**Assignment**
What is needed here is an exact copy of every entry.

/---

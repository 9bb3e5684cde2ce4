//! HTTP transport port used by the `HTTP_REQUEST` executor.

use std::collections::BTreeMap;
use std::time::Duration;

use futures_util::future::BoxFuture;
use serde::{Deserialize, Serialize};
use serde_json::Value;

use crate::executor::NodeError;

/// A fully resolved outgoing request.
#[derive(Debug, Clone, PartialEq, Serialize, Deserialize)]
pub struct HttpRequestSpec {
    /// Upper-case method name.
    pub method: String,
    pub url: String,
    #[serde(default)]
    pub headers: BTreeMap<String, String>,
    #[serde(default)]
    pub query: BTreeMap<String, String>,
    /// JSON body. Strings are sent as-is, anything else as `application/json`.
    #[serde(default, skip_serializing_if = "Option::is_none")]
    pub body: Option<Value>,
    /// `(username, password)` for basic auth.
    #[serde(default, skip_serializing_if = "Option::is_none")]
    pub basic_auth: Option<(String, Option<String>)>,
    pub timeout: Duration,
}

/// What the transport got back.
#[derive(Debug, Clone, PartialEq, Serialize, Deserialize)]
pub struct HttpResponseData {
    pub status: u16,
    #[serde(default)]
    pub headers: BTreeMap<String, String>,
    /// Parsed JSON when the body is JSON, otherwise the raw text.
    pub body: Value,
}

impl HttpResponseData {
    pub fn is_success(&self) -> bool {
        (200..300).contains(&self.status)
    }
}

/// Sends HTTP requests. Object-safe so it can be shared as `Arc<dyn HttpTransport>`.
pub trait HttpTransport: Send + Sync {
    fn send(&self, request: HttpRequestSpec) -> BoxFuture<'_, Result<HttpResponseData, NodeError>>;
}

/// Parse a response body as JSON, falling back to a string.
pub fn parse_body(text: String) -> Value {
    if text.trim().is_empty() {
        return Value::Null;
    }
    match serde_json::from_str(&text) {
        Ok(value) => value,
        Err(_) => Value::String(text),
    }
}

#[cfg(test)]
mod tests {
    use super::*;
    use serde_json::json;

    #[test]
    fn test_parse_body() {
        assert_eq!(parse_body("{\"a\":1}".into()), json!({ "a": 1 }));
        assert_eq!(parse_body("plain text".into()), json!("plain text"));
        assert_eq!(parse_body("  ".into()), Value::Null);
    }

    #[test]
    fn test_success_range() {
        let mut resp = HttpResponseData {
            status: 204,
            headers: BTreeMap::new(),
            body: Value::Null,
        };
        assert!(resp.is_success());
        resp.status = 404;
        assert!(!resp.is_success());
    }
}
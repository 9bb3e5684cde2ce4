//! Shared domain types for graphflow.
//!
//! This crate contains the types exchanged between the engine and its
//! collaborators: workflow graphs, runs and steps, branch decisions, engine
//! configuration and the shared error types.
//!
//! Zero infrastructure dependencies -- only serde, uuid, chrono, thiserror.

pub mod branch;
pub mod config;
pub mod error;
pub mod execution;
pub mod results;
pub mod workflow;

\---

**Task solution**
repository 9bb3e5684cde2ce4
//! HTTP transport port used by the `HTTP_REQUEST` executor.

use std::collections::BTreeMap;
use std::time::Duration;

use futures_util::future::BoxFuture;
use serde::{Deserialize, Serialize};
use serde_json::Value;

use crate::executor::NodeError;

/// A fully resolved outgoing request.
#[derive(Debug, Clone, PartialEq, Serialize, Deserialize)]
pub struct HttpRequestSpec {
    /// Upper-case method name.
    pub method: String,
    pub url: String,
    #[serde(default)]
    pub headers: BTreeMap<String, String>,
    #[serde(default)]
    pub query: BTreeMap<String, String>,
    /// JSON body. Strings are sent as-is, anything else as `application/json`.
    #[serde(default, skip_serializing_if = "Option::is_none")]
    pub body: Option<Value>,
    /// `(username, password)` for basic auth.
    #[serde(default, skip_serializing_if = "Option::is_none")]
    pub basic_auth: Option<(String, Option<String>)>,
    pub timeout: Duration,
}

/// What the transport got back.
#[derive(Debug, Clone, PartialEq, Serialize, Deserialize)]
pub struct HttpResponseData {
    pub status: u16,
    #[serde(default)]
    pub headers: BTreeMap<String, String>,
    /// Parsed JSON when the body is JSON, otherwise the raw text.
    pub body: Value,
}

impl HttpResponseData {
    pub fn is_success(&self) -> bool {
        (200..300).contains(&self.status)
    }
}

/// Sends HTTP requests. Object-safe so it can be shared as `Arc<dyn HttpTransport>`.
pub trait HttpTransport: Send + Sync {
    fn send(&self, request: HttpRequestSpec) -> BoxFuture<'_, Result<HttpResponseData, NodeError>>;
}

/// Parse a response body as JSON, falling back to a string.
pub fn parse_body(text: String) -> Value {
    if text.trim().is_empty() {
        return Value::Null;
    }
    match serde_json::from_str(&text) {
        Ok(value) => value,
        Err(_) => Value::String(text),
    }
}

#[cfg(test)]
mod tests {
    use super::*;
    use serde_json::json;

    #[test]
    fn test_parse_body() {
        assert_eq!(parse_body("{\"a\":1}".into()), json!({ "a": 1 }));
        assert_eq!(parse_body("plain text".into()), json!("plain text"));
        assert_eq!(parse_body("  ".into()), Value::Null);
    }

    #[test]
    fn test_success_range() {
        let mut resp = HttpResponseData {
            status: 204,
            headers: BTreeMap::new(),
            body: Value::Null,
        };
        assert!(resp.is_success());
        resp.status = 404;
        assert!(!resp.is_success());
    }
}
repository 9bb3e5684cde2ce4
//! Shared domain types for graphflow.
//!
//! This crate contains the types exchanged between the engine and its
//! collaborators: workflow graphs, runs and steps, branch decisions, engine
//! configuration and the shared error types.
//!
//! Zero infrastructure dependencies -- only serde, uuid, chrono, thiserror.

pub mod branch;
pub mod config;
pub mod error;
pub mod execution;
pub mod results;
pub mod workflow;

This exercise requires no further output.